Stored items:
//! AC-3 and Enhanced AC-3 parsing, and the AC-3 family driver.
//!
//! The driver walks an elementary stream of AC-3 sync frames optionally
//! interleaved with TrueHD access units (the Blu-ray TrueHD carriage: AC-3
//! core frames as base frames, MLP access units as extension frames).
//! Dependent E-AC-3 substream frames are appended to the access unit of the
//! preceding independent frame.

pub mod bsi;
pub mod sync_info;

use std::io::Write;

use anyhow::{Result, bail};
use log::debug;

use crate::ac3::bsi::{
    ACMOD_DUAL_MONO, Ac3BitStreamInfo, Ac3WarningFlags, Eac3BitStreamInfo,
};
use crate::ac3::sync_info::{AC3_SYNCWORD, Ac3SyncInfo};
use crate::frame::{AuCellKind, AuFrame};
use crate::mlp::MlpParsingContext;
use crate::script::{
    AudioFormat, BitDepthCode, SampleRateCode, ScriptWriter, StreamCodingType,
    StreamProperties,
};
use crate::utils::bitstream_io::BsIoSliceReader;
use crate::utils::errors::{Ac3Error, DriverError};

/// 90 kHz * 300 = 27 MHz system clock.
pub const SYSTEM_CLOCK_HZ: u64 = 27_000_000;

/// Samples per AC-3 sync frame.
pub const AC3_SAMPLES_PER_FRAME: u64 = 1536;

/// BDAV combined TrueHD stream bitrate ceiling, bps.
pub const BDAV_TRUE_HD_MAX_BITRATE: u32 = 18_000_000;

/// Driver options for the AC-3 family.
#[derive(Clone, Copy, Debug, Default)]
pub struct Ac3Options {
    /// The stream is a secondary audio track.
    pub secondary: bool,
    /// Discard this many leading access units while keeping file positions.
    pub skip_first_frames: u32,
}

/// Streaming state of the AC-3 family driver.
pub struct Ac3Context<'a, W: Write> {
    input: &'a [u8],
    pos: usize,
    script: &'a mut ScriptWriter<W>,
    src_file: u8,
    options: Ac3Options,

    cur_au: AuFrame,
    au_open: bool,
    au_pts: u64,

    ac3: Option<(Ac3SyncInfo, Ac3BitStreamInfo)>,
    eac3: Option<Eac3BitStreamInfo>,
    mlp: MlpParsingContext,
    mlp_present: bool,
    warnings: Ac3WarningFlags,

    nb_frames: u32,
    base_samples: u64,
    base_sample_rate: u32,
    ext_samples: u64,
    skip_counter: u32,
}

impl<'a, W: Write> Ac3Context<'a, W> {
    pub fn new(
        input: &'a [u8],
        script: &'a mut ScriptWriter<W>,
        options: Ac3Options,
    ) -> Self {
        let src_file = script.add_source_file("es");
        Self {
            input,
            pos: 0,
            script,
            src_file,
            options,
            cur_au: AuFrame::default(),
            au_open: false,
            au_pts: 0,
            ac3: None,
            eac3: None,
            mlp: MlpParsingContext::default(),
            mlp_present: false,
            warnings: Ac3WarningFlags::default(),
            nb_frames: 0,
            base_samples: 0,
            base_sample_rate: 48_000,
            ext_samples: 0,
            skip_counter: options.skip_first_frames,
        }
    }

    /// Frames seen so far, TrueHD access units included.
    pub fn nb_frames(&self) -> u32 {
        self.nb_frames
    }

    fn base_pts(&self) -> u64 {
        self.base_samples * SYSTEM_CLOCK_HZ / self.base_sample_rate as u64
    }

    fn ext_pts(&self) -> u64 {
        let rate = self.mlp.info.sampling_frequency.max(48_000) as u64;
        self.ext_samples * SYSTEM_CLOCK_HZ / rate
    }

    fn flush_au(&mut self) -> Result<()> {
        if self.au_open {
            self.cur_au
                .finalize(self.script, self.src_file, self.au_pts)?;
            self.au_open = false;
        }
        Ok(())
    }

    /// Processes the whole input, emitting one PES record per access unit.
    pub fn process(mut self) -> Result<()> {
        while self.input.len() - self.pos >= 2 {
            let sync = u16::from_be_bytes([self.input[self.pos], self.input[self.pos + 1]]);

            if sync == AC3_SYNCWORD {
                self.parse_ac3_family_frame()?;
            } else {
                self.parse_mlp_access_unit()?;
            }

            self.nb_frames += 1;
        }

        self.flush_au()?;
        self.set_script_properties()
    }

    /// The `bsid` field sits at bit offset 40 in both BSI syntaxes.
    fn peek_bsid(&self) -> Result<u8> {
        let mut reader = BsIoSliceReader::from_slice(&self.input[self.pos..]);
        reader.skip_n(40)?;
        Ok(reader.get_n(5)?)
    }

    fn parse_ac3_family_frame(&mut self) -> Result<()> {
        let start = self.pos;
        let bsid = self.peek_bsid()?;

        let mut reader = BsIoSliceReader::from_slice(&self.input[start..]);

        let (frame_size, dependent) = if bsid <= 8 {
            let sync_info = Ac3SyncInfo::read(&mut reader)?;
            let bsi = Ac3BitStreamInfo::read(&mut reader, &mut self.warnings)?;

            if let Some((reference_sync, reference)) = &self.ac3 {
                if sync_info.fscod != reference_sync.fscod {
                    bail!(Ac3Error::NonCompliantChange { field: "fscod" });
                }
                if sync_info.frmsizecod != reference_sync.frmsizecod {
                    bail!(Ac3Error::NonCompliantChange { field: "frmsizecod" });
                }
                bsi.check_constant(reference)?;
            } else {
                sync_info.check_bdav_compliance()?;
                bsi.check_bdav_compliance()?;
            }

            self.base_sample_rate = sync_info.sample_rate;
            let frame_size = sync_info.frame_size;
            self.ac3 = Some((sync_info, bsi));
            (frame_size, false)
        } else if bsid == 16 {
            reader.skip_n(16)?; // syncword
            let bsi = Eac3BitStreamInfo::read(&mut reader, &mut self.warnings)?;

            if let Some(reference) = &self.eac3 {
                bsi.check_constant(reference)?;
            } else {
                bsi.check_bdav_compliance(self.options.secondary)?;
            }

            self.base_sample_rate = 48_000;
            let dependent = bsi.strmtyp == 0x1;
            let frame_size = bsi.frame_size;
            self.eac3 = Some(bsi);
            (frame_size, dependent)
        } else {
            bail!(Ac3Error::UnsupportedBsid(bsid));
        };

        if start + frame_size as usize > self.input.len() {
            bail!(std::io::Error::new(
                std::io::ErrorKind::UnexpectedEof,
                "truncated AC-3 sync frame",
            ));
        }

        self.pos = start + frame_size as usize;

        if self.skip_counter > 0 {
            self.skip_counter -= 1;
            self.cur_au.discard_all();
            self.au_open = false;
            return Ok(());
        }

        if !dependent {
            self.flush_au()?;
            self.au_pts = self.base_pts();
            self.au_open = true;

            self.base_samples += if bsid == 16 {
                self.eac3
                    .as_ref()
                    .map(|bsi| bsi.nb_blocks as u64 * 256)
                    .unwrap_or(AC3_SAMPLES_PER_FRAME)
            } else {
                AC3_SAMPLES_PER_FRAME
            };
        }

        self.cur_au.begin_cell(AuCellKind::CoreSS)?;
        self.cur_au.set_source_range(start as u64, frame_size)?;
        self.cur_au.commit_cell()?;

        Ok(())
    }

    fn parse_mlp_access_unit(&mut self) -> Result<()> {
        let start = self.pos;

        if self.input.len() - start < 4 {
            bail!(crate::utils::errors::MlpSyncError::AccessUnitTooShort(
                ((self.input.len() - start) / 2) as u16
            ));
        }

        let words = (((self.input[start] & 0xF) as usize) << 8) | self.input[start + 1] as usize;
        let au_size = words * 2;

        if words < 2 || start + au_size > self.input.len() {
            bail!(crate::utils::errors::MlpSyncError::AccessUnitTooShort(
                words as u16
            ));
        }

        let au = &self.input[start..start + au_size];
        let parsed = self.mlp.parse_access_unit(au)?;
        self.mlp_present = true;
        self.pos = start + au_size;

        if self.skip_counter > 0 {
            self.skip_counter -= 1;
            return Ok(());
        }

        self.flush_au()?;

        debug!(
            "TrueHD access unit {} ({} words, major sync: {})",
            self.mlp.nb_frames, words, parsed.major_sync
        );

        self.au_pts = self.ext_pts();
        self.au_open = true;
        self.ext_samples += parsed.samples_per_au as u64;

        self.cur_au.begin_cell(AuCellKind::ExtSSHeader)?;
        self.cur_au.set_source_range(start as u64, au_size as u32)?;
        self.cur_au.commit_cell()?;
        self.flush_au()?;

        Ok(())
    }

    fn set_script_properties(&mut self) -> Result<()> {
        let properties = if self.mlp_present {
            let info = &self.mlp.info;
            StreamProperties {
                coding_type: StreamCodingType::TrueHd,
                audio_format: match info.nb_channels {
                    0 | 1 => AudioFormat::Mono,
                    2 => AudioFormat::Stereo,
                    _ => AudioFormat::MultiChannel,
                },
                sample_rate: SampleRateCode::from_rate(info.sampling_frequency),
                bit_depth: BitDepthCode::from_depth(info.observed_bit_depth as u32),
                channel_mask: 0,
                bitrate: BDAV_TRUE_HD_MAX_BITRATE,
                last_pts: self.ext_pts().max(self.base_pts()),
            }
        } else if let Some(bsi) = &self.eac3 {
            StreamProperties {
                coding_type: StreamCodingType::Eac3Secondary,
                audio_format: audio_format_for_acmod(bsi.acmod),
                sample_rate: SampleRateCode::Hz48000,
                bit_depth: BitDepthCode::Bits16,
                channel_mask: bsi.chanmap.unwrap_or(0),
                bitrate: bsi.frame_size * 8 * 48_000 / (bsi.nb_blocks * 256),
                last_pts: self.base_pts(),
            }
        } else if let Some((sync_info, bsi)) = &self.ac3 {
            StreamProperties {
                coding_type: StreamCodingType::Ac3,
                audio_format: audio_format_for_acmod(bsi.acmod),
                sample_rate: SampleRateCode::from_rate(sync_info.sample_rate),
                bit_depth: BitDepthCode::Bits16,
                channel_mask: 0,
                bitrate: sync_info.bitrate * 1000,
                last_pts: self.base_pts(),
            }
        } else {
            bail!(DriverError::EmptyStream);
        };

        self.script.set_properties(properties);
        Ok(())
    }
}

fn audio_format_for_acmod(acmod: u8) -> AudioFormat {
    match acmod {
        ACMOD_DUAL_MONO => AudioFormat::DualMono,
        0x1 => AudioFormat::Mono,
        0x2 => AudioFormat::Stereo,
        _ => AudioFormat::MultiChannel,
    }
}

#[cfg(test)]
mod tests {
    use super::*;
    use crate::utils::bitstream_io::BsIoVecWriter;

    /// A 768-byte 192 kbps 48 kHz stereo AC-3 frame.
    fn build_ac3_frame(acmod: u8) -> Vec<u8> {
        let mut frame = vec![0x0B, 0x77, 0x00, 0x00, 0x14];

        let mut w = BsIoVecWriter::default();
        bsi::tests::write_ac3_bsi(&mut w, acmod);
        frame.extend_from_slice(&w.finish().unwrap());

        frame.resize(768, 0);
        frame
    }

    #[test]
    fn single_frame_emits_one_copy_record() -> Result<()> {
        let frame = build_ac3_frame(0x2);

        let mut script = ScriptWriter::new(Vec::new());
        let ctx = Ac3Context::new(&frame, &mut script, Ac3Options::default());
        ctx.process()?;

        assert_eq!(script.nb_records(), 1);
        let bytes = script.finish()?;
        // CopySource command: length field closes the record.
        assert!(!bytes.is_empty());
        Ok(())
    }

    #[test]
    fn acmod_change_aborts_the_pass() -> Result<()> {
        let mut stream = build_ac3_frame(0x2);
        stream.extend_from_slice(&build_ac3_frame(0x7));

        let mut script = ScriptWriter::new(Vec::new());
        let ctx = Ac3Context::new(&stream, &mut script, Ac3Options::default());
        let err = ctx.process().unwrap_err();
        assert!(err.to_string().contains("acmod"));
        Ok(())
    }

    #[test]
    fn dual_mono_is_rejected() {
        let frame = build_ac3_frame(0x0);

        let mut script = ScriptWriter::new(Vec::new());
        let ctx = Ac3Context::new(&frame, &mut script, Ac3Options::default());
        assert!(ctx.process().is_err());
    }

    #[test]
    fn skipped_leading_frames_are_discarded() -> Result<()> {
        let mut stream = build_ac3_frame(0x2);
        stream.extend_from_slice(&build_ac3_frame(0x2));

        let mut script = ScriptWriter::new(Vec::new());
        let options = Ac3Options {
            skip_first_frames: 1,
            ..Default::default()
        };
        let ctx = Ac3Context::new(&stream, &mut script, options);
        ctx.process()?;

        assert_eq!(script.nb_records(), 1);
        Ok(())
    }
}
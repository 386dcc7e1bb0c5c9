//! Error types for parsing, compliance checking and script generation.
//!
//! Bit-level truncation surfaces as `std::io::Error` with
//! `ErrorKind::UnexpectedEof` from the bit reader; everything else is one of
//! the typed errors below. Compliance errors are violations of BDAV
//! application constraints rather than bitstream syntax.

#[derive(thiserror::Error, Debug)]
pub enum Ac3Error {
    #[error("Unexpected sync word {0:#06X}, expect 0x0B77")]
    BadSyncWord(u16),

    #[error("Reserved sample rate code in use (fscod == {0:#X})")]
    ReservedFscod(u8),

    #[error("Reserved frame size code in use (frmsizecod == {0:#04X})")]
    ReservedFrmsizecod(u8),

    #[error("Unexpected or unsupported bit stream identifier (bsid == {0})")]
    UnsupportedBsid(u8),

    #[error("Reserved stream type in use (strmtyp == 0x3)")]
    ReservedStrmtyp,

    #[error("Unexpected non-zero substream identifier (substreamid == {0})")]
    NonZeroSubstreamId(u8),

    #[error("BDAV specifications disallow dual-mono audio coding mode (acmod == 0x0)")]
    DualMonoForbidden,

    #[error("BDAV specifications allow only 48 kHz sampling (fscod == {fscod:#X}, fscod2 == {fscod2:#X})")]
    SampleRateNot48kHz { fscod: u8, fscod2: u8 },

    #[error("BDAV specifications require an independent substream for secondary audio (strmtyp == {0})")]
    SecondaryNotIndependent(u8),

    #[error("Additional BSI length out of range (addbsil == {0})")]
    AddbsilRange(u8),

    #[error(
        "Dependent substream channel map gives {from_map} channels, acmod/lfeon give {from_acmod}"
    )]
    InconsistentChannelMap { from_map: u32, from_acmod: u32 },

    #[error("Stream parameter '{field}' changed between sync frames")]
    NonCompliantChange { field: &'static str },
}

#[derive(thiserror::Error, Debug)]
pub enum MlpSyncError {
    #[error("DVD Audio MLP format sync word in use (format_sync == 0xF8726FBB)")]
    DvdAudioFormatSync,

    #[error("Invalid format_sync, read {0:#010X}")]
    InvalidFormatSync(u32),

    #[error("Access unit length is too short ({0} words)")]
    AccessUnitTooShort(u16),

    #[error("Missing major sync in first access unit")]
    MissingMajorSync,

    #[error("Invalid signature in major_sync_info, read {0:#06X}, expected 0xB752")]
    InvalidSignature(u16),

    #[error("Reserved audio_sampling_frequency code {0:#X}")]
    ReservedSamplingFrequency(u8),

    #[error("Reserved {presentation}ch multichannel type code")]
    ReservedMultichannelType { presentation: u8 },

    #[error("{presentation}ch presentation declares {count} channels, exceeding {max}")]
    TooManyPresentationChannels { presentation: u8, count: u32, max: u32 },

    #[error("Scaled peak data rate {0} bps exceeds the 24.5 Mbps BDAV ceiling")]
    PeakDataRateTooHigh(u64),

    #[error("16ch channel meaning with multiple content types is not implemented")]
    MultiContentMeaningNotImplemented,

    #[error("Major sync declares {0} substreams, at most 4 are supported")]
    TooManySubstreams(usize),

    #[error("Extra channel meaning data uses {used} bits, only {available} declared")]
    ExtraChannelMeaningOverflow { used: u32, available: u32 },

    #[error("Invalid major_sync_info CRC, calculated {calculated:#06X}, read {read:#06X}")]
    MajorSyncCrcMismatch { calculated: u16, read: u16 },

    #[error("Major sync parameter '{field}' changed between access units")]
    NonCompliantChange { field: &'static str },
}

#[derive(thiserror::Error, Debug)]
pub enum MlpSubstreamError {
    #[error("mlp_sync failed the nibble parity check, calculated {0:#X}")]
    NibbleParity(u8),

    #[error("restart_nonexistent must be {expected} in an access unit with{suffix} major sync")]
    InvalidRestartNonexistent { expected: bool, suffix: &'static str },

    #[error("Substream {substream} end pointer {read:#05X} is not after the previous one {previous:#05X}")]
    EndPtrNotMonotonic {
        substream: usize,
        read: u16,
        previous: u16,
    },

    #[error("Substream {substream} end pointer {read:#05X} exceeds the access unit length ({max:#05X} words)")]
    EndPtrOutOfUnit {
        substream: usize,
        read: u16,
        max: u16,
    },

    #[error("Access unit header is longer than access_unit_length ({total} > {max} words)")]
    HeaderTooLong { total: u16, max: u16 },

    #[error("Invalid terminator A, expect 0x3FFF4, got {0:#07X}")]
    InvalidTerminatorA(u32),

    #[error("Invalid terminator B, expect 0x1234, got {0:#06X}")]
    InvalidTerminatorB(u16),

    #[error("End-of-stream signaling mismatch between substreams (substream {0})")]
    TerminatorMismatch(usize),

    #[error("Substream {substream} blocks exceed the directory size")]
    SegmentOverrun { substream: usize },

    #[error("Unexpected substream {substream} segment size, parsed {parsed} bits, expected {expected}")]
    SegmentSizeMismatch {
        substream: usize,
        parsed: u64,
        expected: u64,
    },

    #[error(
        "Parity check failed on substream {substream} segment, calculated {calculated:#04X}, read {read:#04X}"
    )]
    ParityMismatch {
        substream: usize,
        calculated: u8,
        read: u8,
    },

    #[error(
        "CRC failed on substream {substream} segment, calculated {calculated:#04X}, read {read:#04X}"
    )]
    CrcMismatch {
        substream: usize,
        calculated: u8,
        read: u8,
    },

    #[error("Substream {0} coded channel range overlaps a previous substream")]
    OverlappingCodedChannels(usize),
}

ACTIVITY -
Using the records above, find and show each line with the string "SampleRateCode".

EXPECTED OUTPUT -
    AudioFormat, BitDepthCode, SampleRateCode, ScriptWriter, StreamCodingType,
                sample_rate: SampleRateCode::from_rate(info.sampling_frequency),
                sample_rate: SampleRateCode::Hz48000,
                sample_rate: SampleRateCode::from_rate(sync_info.sample_rate),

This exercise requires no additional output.